== Exercise inputs ==
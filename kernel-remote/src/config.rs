//! Per-remote timing and capacity configuration (spec §6).

use std::time::Duration;

/// How long to wait for an ACK of the oldest pending message before
/// retransmitting it.
pub const DEFAULT_ACK_TIMEOUT: Duration = Duration::from_secs(10);

/// How long to hold a received-message ack hoping a piggyback
/// opportunity (an outgoing command) arises before sending it standalone.
pub const DEFAULT_DELAYED_ACK_INTERVAL: Duration = Duration::from_millis(50);

/// How long to wait for a `redeemURLReply` before treating the request
/// as failed.
pub const DEFAULT_REDEMPTION_TIMEOUT: Duration = Duration::from_secs(30);

/// Default cap on the persisted pending-message queue (spec §4.1.1 step
/// 2 / §6: `maxQueue=200`).
pub const DEFAULT_MAX_QUEUE_DEPTH: usize = 200;

/// Tuning knobs for one [`crate::handle::RemoteHandle`].
#[derive(Debug, Clone)]
pub struct RemoteConfig {
    /// Retransmit the oldest unacknowledged message after this long
    /// without an ACK.
    pub ack_timeout: Duration,
    /// Delay before flushing a standalone ack frame, to give an
    /// outgoing command a chance to piggyback it instead.
    pub delayed_ack_interval: Duration,
    /// How long to wait for a `redeemURLReply` before giving up.
    pub redemption_timeout: Duration,
    /// Retransmission attempts before giving up on this remote
    /// entirely. `0` means unlimited.
    pub max_retry_attempts: u32,
    /// Maximum number of unacknowledged messages held in the pending
    /// queue before `send_internal` refuses new ones.
    pub max_queue_depth: usize,
    /// Location hints to register with the transport on the first send
    /// to this remote (spec §4.1.1 step 1's `registerLocationHints`).
    pub location_hints: Vec<String>,
}

impl Default for RemoteConfig {
    fn default() -> Self {
        Self {
            ack_timeout: DEFAULT_ACK_TIMEOUT,
            delayed_ack_interval: DEFAULT_DELAYED_ACK_INTERVAL,
            redemption_timeout: DEFAULT_REDEMPTION_TIMEOUT,
            max_retry_attempts: 0,
            max_queue_depth: DEFAULT_MAX_QUEUE_DEPTH,
            location_hints: Vec::new(),
        }
    }
}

== Exercise directions ==
Each record above must be given again exactly as written.

== Expected output ==
filename kernel-remote/src/config.rs
//! Per-remote timing and capacity configuration (spec §6).

use std::time::Duration;

/// How long to wait for an ACK of the oldest pending message before
/// retransmitting it.
pub const DEFAULT_ACK_TIMEOUT: Duration = Duration::from_secs(10);

/// How long to hold a received-message ack hoping a piggyback
/// opportunity (an outgoing command) arises before sending it standalone.
pub const DEFAULT_DELAYED_ACK_INTERVAL: Duration = Duration::from_millis(50);

/// How long to wait for a `redeemURLReply` before treating the request
/// as failed.
pub const DEFAULT_REDEMPTION_TIMEOUT: Duration = Duration::from_secs(30);

/// Default cap on the persisted pending-message queue (spec §4.1.1 step
/// 2 / §6: `maxQueue=200`).
pub const DEFAULT_MAX_QUEUE_DEPTH: usize = 200;

/// Tuning knobs for one [`crate::handle::RemoteHandle`].
#[derive(Debug, Clone)]
pub struct RemoteConfig {
    /// Retransmit the oldest unacknowledged message after this long
    /// without an ACK.
    pub ack_timeout: Duration,
    /// Delay before flushing a standalone ack frame, to give an
    /// outgoing command a chance to piggyback it instead.
    pub delayed_ack_interval: Duration,
    /// How long to wait for a `redeemURLReply` before giving up.
    pub redemption_timeout: Duration,
    /// Retransmission attempts before giving up on this remote
    /// entirely. `0` means unlimited.
    pub max_retry_attempts: u32,
    /// Maximum number of unacknowledged messages held in the pending
    /// queue before `send_internal` refuses new ones.
    pub max_queue_depth: usize,
    /// Location hints to register with the transport on the first send
    /// to this remote (spec §4.1.1 step 1's `registerLocationHints`).
    pub location_hints: Vec<String>,
}

impl Default for RemoteConfig {
    fn default() -> Self {
        Self {
            ack_timeout: DEFAULT_ACK_TIMEOUT,
            delayed_ack_interval: DEFAULT_DELAYED_ACK_INTERVAL,
            redemption_timeout: DEFAULT_REDEMPTION_TIMEOUT,
            max_retry_attempts: 0,
            max_queue_depth: DEFAULT_MAX_QUEUE_DEPTH,
            location_hints: Vec::new(),
        }
    }
}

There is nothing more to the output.